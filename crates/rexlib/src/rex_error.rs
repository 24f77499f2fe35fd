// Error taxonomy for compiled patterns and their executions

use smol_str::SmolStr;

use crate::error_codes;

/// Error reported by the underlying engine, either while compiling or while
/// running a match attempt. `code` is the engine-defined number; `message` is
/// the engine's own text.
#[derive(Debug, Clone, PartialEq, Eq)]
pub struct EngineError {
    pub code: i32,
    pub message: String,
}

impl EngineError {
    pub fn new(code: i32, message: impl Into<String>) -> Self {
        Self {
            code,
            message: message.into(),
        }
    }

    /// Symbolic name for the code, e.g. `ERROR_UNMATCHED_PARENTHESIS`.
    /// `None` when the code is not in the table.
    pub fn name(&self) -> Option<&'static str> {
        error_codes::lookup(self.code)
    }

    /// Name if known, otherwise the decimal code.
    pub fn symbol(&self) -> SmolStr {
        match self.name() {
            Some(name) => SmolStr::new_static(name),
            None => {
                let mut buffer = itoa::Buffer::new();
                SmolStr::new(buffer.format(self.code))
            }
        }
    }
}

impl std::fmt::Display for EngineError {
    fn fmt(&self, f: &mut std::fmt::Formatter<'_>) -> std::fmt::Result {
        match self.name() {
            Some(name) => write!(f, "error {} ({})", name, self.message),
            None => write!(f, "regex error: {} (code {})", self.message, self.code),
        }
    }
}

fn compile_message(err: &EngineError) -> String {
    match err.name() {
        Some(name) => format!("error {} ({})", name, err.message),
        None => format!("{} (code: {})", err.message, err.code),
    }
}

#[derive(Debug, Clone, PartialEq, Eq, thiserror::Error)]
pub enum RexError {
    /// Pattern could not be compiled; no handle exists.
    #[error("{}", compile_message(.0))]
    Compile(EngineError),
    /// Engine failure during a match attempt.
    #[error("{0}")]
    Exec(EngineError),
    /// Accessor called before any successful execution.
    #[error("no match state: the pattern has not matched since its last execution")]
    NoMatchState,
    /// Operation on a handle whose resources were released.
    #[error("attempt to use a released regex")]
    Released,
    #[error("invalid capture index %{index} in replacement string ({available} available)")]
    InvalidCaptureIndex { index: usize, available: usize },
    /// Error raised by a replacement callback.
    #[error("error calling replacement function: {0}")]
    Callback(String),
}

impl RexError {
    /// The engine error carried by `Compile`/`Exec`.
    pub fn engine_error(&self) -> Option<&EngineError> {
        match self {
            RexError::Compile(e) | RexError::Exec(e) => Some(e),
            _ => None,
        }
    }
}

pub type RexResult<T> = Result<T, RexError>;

○ ○ ○ ○ ○ ○ ○

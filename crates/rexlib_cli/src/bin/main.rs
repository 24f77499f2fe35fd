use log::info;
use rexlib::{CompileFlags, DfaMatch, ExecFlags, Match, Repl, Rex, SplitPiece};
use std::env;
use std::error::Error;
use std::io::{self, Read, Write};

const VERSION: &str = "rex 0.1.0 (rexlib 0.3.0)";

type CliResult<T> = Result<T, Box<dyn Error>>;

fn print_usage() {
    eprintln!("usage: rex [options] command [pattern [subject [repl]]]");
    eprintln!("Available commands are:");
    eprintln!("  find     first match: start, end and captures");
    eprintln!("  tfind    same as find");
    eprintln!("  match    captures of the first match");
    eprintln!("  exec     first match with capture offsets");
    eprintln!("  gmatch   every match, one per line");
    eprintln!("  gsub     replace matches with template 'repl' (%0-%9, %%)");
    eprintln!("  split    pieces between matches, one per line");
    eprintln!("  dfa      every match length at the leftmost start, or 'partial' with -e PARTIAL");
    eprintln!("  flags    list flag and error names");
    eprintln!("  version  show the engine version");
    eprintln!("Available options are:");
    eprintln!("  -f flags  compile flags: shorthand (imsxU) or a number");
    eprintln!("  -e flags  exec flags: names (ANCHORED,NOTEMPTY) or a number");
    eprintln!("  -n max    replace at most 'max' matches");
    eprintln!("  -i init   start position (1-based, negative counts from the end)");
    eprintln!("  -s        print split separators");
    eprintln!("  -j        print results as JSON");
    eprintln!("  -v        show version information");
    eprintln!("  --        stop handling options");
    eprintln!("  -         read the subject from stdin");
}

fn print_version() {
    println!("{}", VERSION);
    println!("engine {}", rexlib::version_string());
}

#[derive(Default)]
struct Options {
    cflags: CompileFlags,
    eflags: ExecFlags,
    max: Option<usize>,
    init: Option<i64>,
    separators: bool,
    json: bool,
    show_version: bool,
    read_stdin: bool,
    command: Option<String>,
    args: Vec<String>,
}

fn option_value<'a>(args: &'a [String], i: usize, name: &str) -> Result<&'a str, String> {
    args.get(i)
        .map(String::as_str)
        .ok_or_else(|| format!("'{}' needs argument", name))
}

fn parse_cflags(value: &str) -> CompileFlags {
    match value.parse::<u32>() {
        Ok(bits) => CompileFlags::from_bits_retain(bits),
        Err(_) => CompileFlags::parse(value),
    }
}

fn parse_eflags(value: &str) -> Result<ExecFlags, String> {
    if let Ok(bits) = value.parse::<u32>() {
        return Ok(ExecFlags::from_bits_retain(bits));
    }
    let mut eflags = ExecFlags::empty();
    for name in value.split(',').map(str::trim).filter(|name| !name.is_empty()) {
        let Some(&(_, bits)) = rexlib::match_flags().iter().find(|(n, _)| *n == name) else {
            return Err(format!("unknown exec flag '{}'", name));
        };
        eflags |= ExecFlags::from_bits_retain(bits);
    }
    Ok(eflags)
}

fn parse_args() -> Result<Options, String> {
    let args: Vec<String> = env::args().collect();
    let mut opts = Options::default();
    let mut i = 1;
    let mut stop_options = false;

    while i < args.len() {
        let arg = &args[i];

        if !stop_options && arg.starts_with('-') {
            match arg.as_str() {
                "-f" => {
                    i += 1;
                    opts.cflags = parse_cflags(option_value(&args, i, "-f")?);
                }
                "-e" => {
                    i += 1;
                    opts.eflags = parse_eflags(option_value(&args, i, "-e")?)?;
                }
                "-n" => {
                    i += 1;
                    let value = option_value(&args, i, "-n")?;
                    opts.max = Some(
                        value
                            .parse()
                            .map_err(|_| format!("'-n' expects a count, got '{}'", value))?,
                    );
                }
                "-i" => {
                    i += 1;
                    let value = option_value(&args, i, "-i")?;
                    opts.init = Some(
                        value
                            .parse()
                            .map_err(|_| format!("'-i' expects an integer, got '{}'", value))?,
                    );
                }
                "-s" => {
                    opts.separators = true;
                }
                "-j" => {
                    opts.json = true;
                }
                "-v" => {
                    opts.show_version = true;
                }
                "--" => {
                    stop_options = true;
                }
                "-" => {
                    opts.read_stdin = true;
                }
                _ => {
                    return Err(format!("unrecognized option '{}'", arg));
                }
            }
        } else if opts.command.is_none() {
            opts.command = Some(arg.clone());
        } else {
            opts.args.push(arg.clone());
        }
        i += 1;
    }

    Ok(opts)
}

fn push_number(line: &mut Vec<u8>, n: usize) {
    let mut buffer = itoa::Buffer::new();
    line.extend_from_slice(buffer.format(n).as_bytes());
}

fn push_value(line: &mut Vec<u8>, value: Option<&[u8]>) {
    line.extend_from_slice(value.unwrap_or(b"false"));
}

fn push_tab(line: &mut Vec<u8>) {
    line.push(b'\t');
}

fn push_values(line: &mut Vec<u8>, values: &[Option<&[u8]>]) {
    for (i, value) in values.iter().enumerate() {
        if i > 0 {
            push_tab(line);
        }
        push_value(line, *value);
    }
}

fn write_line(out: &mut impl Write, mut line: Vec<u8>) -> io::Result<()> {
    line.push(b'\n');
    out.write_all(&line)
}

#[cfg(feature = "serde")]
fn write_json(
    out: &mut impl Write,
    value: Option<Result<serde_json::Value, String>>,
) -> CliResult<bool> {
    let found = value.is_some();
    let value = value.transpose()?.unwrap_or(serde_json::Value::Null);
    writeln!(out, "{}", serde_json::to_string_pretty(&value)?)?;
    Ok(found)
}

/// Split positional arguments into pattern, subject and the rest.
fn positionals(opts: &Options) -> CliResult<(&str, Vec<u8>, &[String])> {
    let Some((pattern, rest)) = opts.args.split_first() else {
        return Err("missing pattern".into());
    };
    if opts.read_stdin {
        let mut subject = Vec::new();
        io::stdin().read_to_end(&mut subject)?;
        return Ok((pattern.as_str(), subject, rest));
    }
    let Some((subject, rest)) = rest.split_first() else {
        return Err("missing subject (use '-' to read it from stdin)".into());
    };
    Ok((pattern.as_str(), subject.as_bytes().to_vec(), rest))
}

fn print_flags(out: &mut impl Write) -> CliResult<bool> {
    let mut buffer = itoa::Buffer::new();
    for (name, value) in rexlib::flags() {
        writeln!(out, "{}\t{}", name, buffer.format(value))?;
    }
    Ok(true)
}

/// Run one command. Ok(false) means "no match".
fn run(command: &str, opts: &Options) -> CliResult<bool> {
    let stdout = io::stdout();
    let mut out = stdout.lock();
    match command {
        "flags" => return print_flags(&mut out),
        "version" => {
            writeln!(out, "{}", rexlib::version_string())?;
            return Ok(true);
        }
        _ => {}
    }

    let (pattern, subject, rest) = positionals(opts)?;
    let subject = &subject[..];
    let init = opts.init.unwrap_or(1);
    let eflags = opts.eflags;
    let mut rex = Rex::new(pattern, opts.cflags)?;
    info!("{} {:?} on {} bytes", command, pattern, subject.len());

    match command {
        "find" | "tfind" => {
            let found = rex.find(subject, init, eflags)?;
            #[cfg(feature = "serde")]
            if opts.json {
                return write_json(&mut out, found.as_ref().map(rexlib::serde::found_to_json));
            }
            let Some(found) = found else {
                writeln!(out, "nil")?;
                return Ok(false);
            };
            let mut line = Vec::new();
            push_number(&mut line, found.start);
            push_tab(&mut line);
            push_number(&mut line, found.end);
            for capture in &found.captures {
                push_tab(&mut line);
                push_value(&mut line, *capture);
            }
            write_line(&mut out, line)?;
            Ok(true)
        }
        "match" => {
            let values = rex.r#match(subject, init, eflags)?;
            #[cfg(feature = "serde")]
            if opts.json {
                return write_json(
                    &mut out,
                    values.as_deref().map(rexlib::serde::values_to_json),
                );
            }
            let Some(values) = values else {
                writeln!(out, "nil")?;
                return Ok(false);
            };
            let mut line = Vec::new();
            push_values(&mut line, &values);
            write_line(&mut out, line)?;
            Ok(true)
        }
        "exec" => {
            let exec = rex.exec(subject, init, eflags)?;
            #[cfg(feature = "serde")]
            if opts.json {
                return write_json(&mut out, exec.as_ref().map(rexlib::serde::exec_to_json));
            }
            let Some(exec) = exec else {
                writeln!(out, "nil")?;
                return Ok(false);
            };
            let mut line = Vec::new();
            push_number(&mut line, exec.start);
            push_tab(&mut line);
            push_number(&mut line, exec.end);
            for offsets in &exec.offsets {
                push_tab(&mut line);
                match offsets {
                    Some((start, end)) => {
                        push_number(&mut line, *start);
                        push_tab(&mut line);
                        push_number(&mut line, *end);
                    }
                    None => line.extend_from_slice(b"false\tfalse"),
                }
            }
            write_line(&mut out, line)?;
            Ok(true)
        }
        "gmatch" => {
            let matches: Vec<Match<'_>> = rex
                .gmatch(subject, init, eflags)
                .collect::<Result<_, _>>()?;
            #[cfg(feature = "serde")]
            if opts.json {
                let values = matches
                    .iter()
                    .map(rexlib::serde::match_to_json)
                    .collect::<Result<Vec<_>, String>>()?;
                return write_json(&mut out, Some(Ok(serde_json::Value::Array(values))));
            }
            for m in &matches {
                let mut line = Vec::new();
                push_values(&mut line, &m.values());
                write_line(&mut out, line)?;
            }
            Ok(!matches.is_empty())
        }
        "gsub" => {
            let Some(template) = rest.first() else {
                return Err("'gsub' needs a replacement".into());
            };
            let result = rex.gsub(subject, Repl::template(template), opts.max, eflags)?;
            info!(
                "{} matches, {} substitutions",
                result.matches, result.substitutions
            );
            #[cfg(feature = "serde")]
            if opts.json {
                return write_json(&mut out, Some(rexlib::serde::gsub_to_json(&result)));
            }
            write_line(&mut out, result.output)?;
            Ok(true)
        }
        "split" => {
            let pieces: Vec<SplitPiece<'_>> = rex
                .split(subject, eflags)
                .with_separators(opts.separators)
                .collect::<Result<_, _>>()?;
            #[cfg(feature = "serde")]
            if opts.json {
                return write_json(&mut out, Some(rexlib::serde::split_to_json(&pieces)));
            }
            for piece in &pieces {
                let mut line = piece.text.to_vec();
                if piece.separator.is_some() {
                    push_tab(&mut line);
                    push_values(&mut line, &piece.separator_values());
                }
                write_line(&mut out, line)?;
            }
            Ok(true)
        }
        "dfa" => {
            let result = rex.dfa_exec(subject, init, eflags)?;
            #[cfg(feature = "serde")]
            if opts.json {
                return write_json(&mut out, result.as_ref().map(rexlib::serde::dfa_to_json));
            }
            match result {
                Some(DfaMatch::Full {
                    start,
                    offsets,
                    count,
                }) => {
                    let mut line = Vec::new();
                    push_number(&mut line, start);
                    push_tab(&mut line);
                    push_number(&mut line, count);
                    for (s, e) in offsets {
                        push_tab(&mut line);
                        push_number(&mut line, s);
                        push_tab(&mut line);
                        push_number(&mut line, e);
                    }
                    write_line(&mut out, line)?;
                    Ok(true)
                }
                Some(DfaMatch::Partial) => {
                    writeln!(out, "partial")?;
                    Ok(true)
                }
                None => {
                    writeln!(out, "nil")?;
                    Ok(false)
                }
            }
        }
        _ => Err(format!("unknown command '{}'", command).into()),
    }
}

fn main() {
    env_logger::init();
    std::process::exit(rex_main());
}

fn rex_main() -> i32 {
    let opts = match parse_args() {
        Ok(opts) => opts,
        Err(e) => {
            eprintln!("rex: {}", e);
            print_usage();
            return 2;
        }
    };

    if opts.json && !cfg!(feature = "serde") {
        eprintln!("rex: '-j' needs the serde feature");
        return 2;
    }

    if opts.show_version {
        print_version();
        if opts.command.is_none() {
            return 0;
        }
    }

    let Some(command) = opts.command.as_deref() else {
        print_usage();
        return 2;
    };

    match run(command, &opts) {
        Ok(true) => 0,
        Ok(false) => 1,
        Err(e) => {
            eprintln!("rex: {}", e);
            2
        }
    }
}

○ ○ ○ ○ ○ ○ ○

Prompt
Scan the records above for the string "EngineError", then copy each line where it turns up.

The answer
pub struct EngineError {
impl EngineError {
impl std::fmt::Display for EngineError {
fn compile_message(err: &EngineError) -> String {
    Compile(EngineError),
    Exec(EngineError),
    pub fn engine_error(&self) -> Option<&EngineError> {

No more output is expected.